→ **Activity**
Up to and including the line with "fn fmt(&self, f: &mut", please set down the entries below exactly, starting from the first line.

→ **Excerpted records**
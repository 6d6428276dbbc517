//! Theme mode value object

use std::fmt;
use std::str::FromStr;

use crate::domain::error::ThemeParseError;

/// Color scheme for the terminal shell
#[derive(Debug, Clone, Copy, PartialEq, Eq, Hash, Default)]
pub enum ThemeMode {
    #[default]
    System,
    Light,
    Dark,
}

impl ThemeMode {
    /// Get the string identifier for this mode
    pub const fn as_str(&self) -> &'static str {
        match self {
            Self::System => "system",
            Self::Light => "light",
            Self::Dark => "dark",
        }
    }

    /// Resolve `System` into a concrete mode.
    ///
    /// `colorfgbg` is the value of the `COLORFGBG` variable ("fg;bg"); a
    /// background of 7 or 15 means a light terminal. Anything else is dark.
    pub fn resolve(self, colorfgbg: Option<&str>) -> Self {
        match self {
            Self::System => {
                let background = colorfgbg
                    .and_then(|v| v.rsplit(';').next())
                    .and_then(|bg| bg.trim().parse::<u8>().ok());
                match background {
                    Some(7) | Some(15) => Self::Light,
                    _ => Self::Dark,
                }
            }
            other => other,
        }
    }
}

impl FromStr for ThemeMode {
    type Err = ThemeParseError;

    fn from_str(s: &str) -> Result<Self, Self::Err> {
        match s.trim().to_lowercase().as_str() {
            "system" => Ok(Self::System),
            "light" => Ok(Self::Light),
            "dark" => Ok(Self::Dark),
            _ => Err(ThemeParseError { input: s.to_string() }),
        }
    }
}

impl fmt::Display for ThemeMode {
    fn fmt(&self, f: &mut fmt::Formatter<'_>) -> fmt::Result {
        write!(f, "{}", self.as_str())
    }
}
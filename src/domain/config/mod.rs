//! Configuration value objects

mod app_config;

pub use app_config::{AppConfig, ClipboardTool, NotifierTool};
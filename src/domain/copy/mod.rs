//! Copy widget domain types

mod dwell;
mod state;

pub use dwell::{DwellTime, DEFAULT_DWELL_MS};
pub use state::{CopyIndicator, CopyState};
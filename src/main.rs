//! smoldb-site CLI entry point

use std::process::ExitCode;

use clap::Parser;

use smoldb_site::cli::{
    app::{load_merged_config, run_copy, run_interactive, run_show, EXIT_ERROR, EXIT_USAGE_ERROR},
    args::{Cli, Commands, SiteOptions},
    config_cmd::handle_config_command,
    logging,
    presenter::Presenter,
};
use smoldb_site::domain::config::AppConfig;
use smoldb_site::domain::copy::DwellTime;
use smoldb_site::domain::theme::ThemeMode;
use smoldb_site::infrastructure::XdgConfigStore;

#[tokio::main(flavor = "current_thread")]
async fn main() -> ExitCode {
    let cli = Cli::parse();
    logging::init(cli.verbose);

    let theme_arg = cli.theme.map(ThemeMode::from);

    if let Some(Commands::Config { action }) = cli.command {
        let presenter = Presenter::with_theme(theme_arg.unwrap_or_default());
        let store = XdgConfigStore::new();
        if let Err(e) = handle_config_command(action, &store, &presenter).await {
            presenter.error(&e.to_string());
            return ExitCode::from(EXIT_ERROR);
        }
        return ExitCode::SUCCESS;
    }

    // Validate the dwell flag before it is merged
    let dwell_ms = match cli.dwell.as_deref().map(str::parse::<DwellTime>) {
        Some(Ok(dwell)) => Some(dwell.as_millis()),
        Some(Err(e)) => {
            Presenter::new().error(&e.to_string());
            return ExitCode::from(EXIT_USAGE_ERROR);
        }
        None => None,
    };

    let cli_config = AppConfig {
        dwell_ms,
        notify: if cli.no_notify { Some(false) } else { None },
        theme: theme_arg.map(|t| t.to_string()),
        ..Default::default()
    };

    let config = load_merged_config(cli_config).await;

    let options = SiteOptions {
        theme: config.theme_or_default(),
        dwell: config.dwell_or_default(),
        notify: config.notify_or_default(),
        notify_failure: config.notify_failure_or_default(),
        notifier: config.notifier_or_default(),
        clipboard_tool: config.clipboard_tool_or_default(),
        command: config.command_or_default().to_string(),
    };

    match cli.command {
        Some(Commands::Copy) => run_copy(&options).await,
        Some(Commands::Interactive) => run_interactive(&options).await,
        Some(Commands::Show { json, category }) => {
            run_show(&options, json, category.map(Into::into))
        }
        Some(Commands::Config { .. }) | None => run_show(&options, false, None),
    }
}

→ **Result**
repository 6d6428276dbbc517
//! Theme mode value object

use std::fmt;
use std::str::FromStr;

use crate::domain::error::ThemeParseError;

/// Color scheme for the terminal shell
#[derive(Debug, Clone, Copy, PartialEq, Eq, Hash, Default)]
pub enum ThemeMode {
    #[default]
    System,
    Light,
    Dark,
}

impl ThemeMode {
    /// Get the string identifier for this mode
    pub const fn as_str(&self) -> &'static str {
        match self {
            Self::System => "system",
            Self::Light => "light",
            Self::Dark => "dark",
        }
    }

    /// Resolve `System` into a concrete mode.
    ///
    /// `colorfgbg` is the value of the `COLORFGBG` variable ("fg;bg"); a
    /// background of 7 or 15 means a light terminal. Anything else is dark.
    pub fn resolve(self, colorfgbg: Option<&str>) -> Self {
        match self {
            Self::System => {
                let background = colorfgbg
                    .and_then(|v| v.rsplit(';').next())
                    .and_then(|bg| bg.trim().parse::<u8>().ok());
                match background {
                    Some(7) | Some(15) => Self::Light,
                    _ => Self::Dark,
                }
            }
            other => other,
        }
    }
}

impl FromStr for ThemeMode {
    type Err = ThemeParseError;

    fn from_str(s: &str) -> Result<Self, Self::Err> {
        match s.trim().to_lowercase().as_str() {
            "system" => Ok(Self::System),
            "light" => Ok(Self::Light),
            "dark" => Ok(Self::Dark),
            _ => Err(ThemeParseError { input: s.to_string() }),
        }
    }
}

impl fmt::Display for ThemeMode {
    fn fmt(&self, f: &mut fmt::Formatter<'_>) -> fmt::Result {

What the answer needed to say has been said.